O texto que segue é do escritor Leonardo Marona, que recebeu uma entrega quarta-feira à tarde, ali na Travessa do Ouvidor. Tão especial quando belezas e botas!
"Entes pequenos, o que lhes falta para compreender? Ora, sabem os senhores,
sabem que sem o inglês a humanidade ainda pode viver, sem a Alemanha pode, sem o
homem russo é possível demais, sem a ciência pode, sem o pão pode, só não pode
sem a beleza, porque nada mais restaria a fazer no mundo! Todo segredo está aí,
toda toda a história está aí! A própria ciência não sobreviveria um minuto sem a
beleza (...), ela se converteria em banalidade, não inventaria um prego!" (Os
Demônios, Fiódor Dostoievski)
Talvez a última grande questão dos últimos dois séculos tenha sido: o que
vale mais, Shakespeare ou um par de botas? É um questionamento que nos joga de
cara numa parede sólida de dúvidas e contradições. Uma vez também disseram: "sem
Pushkin pode-se passar, sem botas, não há como". O problema, me parece, é que os
que estão famintos (nos mais múltiplos sentidos) não sabem o que fazer, enquanto
que os que sabem o que fazer estão gordos (geralmente, em poucos, mas
catastróficos sentidos) e bem alimentados, portanto não se mexem.

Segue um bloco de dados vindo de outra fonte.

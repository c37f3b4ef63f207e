use std::error::Error;
use std::fmt::{Display, Formatter, Result};

/// Rejected tuning parameters.
#[derive(Debug, Clone, Copy, PartialEq, Eq)]
pub enum ParamsError {
    /// Windows of two elements or fewer cannot always be split by a partition, so the
    /// insertion threshold must be at least 2.
    InsertionThresholdTooSmall { threshold: usize },

    /// The parallel threshold must be at least the insertion threshold.
    ParallelThresholdBelowInsertion { parallel: usize, insertion: usize },
}

impl Display for ParamsError {
    fn fmt(&self, f: &mut Formatter<'_>) -> Result {
        match self {
            Self::InsertionThresholdTooSmall { threshold } => {
                write!(f, "insertion threshold must be at least 2, got {threshold}")
            }
            Self::ParallelThresholdBelowInsertion {
                parallel,
                insertion,
            } => write!(
                f,
                "parallel threshold ({parallel}) must not be below the insertion threshold ({insertion})"
            ),
        }
    }
}

impl Error for ParamsError {}
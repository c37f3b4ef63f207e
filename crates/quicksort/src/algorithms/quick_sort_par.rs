use log::{debug, trace};

use crate::TunedParams;
use crate::join::ForkJoin;

use super::{common, quick_sort_seq};

/// Parallel entry point; no-op on empty input.
pub fn sort<T, E, F, J>(
    data: &mut [T],
    is_less: &F,
    params: &TunedParams,
    join: &J,
) -> Result<(), E>
where
    T: Clone + Send,
    E: Send,
    F: Fn(&T, &T) -> Result<bool, E> + Sync,
    J: ForkJoin,
{
    if data.is_empty() {
        return Ok(());
    }
    let depth = common::parallel_depth_budget(data.len(), params.depth_factor);
    debug!("parallel quicksort: len={} depth_budget={}", data.len(), depth);
    quick_sort(data, is_less, params, join, depth)
}

fn quick_sort<T, E, F, J>(
    data: &mut [T],
    is_less: &F,
    params: &TunedParams,
    join: &J,
    depth: usize,
) -> Result<(), E>
where
    T: Clone + Send,
    E: Send,
    F: Fn(&T, &T) -> Result<bool, E> + Sync,
    J: ForkJoin,
{
    let mut is_less_seq = is_less;
    let len = data.len();
    if len <= params.parallel_threshold || depth == 0 {
        return quick_sort_seq::quick_sort(data, &mut is_less_seq, params);
    }

    let split = common::partition_hoare(data, &mut is_less_seq)? + 1;
    if split >= len {
        trace!("skewed split on {len} elements, sorting sequentially");
        return quick_sort_seq::quick_sort(data, &mut is_less_seq, params);
    }

    let (left, right) = data.split_at_mut(split);
    let (left_result, right_result) = join.join(
        || quick_sort(left, is_less, params, join, depth - 1),
        || quick_sort(right, is_less, params, join, depth - 1),
    );
    left_result.and(right_result)
}
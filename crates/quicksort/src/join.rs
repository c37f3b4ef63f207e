use rayon::ThreadPool;

/// Fork-join primitive consumed by the parallel engine.
///
/// - `join` runs both closures to completion before returning.
/// - Either closure may run on the calling thread; callers must not rely on which.
pub trait ForkJoin: Sync {
    fn join<A, B, RA, RB>(&self, oper_a: A, oper_b: B) -> (RA, RB)
    where
        A: FnOnce() -> RA + Send,
        B: FnOnce() -> RB + Send,
        RA: Send,
        RB: Send;
}

/// Joins on rayon's global thread pool.
#[derive(Clone, Copy, Debug, Default)]
pub struct RayonJoin;

impl ForkJoin for RayonJoin {
    #[inline]
    fn join<A, B, RA, RB>(&self, oper_a: A, oper_b: B) -> (RA, RB)
    where
        A: FnOnce() -> RA + Send,
        B: FnOnce() -> RB + Send,
        RA: Send,
        RB: Send,
    {
        rayon::join(oper_a, oper_b)
    }
}

/// Joins inside a caller-provided rayon pool.
#[derive(Clone, Copy, Debug)]
pub struct PoolJoin<'a> {
    pool: &'a ThreadPool,
}

impl<'a> PoolJoin<'a> {
    pub fn new(pool: &'a ThreadPool) -> Self {
        Self { pool }
    }
}

impl ForkJoin for PoolJoin<'_> {
    #[inline]
    fn join<A, B, RA, RB>(&self, oper_a: A, oper_b: B) -> (RA, RB)
    where
        A: FnOnce() -> RA + Send,
        B: FnOnce() -> RB + Send,
        RA: Send,
        RB: Send,
    {
        self.pool.install(|| rayon::join(oper_a, oper_b))
    }
}

/// Runs `oper_a` then `oper_b` on the calling thread.
#[derive(Clone, Copy, Debug, Default)]
pub struct InlineJoin;

impl ForkJoin for InlineJoin {
    #[inline]
    fn join<A, B, RA, RB>(&self, oper_a: A, oper_b: B) -> (RA, RB)
    where
        A: FnOnce() -> RA + Send,
        B: FnOnce() -> RB + Send,
        RA: Send,
        RB: Send,
    {
        let ra = oper_a();
        let rb = oper_b();
        (ra, rb)
    }
}
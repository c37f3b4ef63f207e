mod algorithms;
mod error;
mod join;

use std::convert::Infallible;

pub use error::ParamsError;
pub use join::{ForkJoin, InlineJoin, PoolJoin, RayonJoin};

#[derive(Clone, Copy, Debug, Eq, PartialEq)]
pub struct TunedParams {
    /// Windows of at most this many elements are finished with insertion sort.
    pub insertion_threshold: usize,
    /// Windows of at most this many elements are never forked.
    pub parallel_threshold: usize,
    /// Fork depth budget is `depth_factor * ceil(log2(len))`.
    pub depth_factor: usize,
}

pub const TUNED_PARAMS: TunedParams = TunedParams {
    insertion_threshold: 32,
    parallel_threshold: 1 << 15,
    depth_factor: 2,
};

impl Default for TunedParams {
    fn default() -> Self {
        TUNED_PARAMS
    }
}

impl TunedParams {
    pub fn new(
        insertion_threshold: usize,
        parallel_threshold: usize,
        depth_factor: usize,
    ) -> Result<Self, ParamsError> {
        let params = Self {
            insertion_threshold,
            parallel_threshold,
            depth_factor,
        };
        params.validate()?;
        Ok(params)
    }

    pub fn validate(&self) -> Result<(), ParamsError> {
        if self.insertion_threshold < 2 {
            return Err(ParamsError::InsertionThresholdTooSmall {
                threshold: self.insertion_threshold,
            });
        }
        if self.parallel_threshold < self.insertion_threshold {
            return Err(ParamsError::ParallelThresholdBelowInsertion {
                parallel: self.parallel_threshold,
                insertion: self.insertion_threshold,
            });
        }
        Ok(())
    }
}

#[inline]
fn into_ok<T>(result: Result<T, Infallible>) -> T {
    match result {
        Ok(value) => value,
        Err(never) => match never {},
    }
}

/// Sorts `data` in place on the calling thread. Not stable.
pub fn sort_sequential<T: Ord + Clone>(data: &mut [T]) {
    sort_sequential_by(data, T::lt);
}

pub fn sort_sequential_by<T, F>(data: &mut [T], mut is_less: F)
where
    T: Clone,
    F: FnMut(&T, &T) -> bool,
{
    into_ok(try_sort_sequential_by(data, |a, b| Ok(is_less(a, b))));
}

/// Like [`sort_sequential_by`], but stops at the first comparator error and returns it.
/// `data` is then left as some permutation of its original elements.
pub fn try_sort_sequential_by<T, E, F>(data: &mut [T], is_less: F) -> Result<(), E>
where
    T: Clone,
    F: FnMut(&T, &T) -> Result<bool, E>,
{
    try_sort_sequential_with(&TUNED_PARAMS, data, is_less)
}

pub fn try_sort_sequential_with<T, E, F>(
    params: &TunedParams,
    data: &mut [T],
    mut is_less: F,
) -> Result<(), E>
where
    T: Clone,
    F: FnMut(&T, &T) -> Result<bool, E>,
{
    algorithms::quick_sort_seq::sort(data, &mut is_less, params)
}

/// Sorts `data` in place, forking large partitions onto rayon's global pool.
/// Produces the same order as [`sort_sequential`] up to the placement of equal elements.
pub fn sort_parallel<T: Ord + Clone + Send>(data: &mut [T]) {
    sort_parallel_by(data, T::lt);
}

pub fn sort_parallel_by<T, F>(data: &mut [T], is_less: F)
where
    T: Clone + Send,
    F: Fn(&T, &T) -> bool + Sync,
{
    into_ok(try_sort_parallel_by(data, |a, b| Ok(is_less(a, b))));
}

/// Parallel counterpart of [`try_sort_sequential_by`]. When one half fails the other
/// still runs to completion; the left half's error wins if both fail.
pub fn try_sort_parallel_by<T, E, F>(data: &mut [T], is_less: F) -> Result<(), E>
where
    T: Clone + Send,
    E: Send,
    F: Fn(&T, &T) -> Result<bool, E> + Sync,
{
    try_sort_parallel_with(&RayonJoin, &TUNED_PARAMS, data, is_less)
}

pub fn try_sort_parallel_with<T, E, F, J>(
    join: &J,
    params: &TunedParams,
    data: &mut [T],
    is_less: F,
) -> Result<(), E>
where
    T: Clone + Send,
    E: Send,
    F: Fn(&T, &T) -> Result<bool, E> + Sync,
    J: ForkJoin,
{
    algorithms::quick_sort_par::sort(data, &is_less, params, join)
}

É plausível que alguém esteja agora pensando: "Mas que diabo isso tem a ver
com dança contemporânea?" Posso responder, tudo, mas quase nada. Explico-me:
Ontem, no meio do trabalho, recebi um presente. Não era uma gravata, uma
caixa de bombom, não era, como dizer, um presente comum, comumente mortificante,
que recebemos cotidianamente e que nos lembram que a vida é comum o tempo todo e
que vamos morrer. Porque, por melhor que seja receber uma gravata ou mesmo uma
caixa de bombom, isso, no fim das contas, te lembra que tu vais morrer. Bom, o
presente foi uma peça de dança no meio de oitenta mil livros, no meio do público
de uma livraria, e para mim especialmente. E, acima de tudo isso, ou seja, acima
da beleza disso, há na minha frente alguém que dança para mim e ao mesmo tempo
me explica politicamente a batalha de quem está na minha frente dançando para
mim. Nisso, voltamos duplamente à primeira questão: da beleza e das botas.
Precisamos comer, usar botas, mesmo um artista (sic), mas acima de tudo um
artista, que é quem nos traz a beleza que torna possível suportar o mundo, este,
mais do que qualquer outro, precisa comer, usar botas.
Ontem voltei e repousei feito uma pluma sobre a velha questão. Não resolvi a
questão, como jamais talvez alguém resolverá. Mas pude ver o problema dentro
dele, agraciado por ele de uma certa forma, porque era a arte que me falava.
que texto lindo, parabens pela escrita e pela alegria viva e política da dança que recebestes.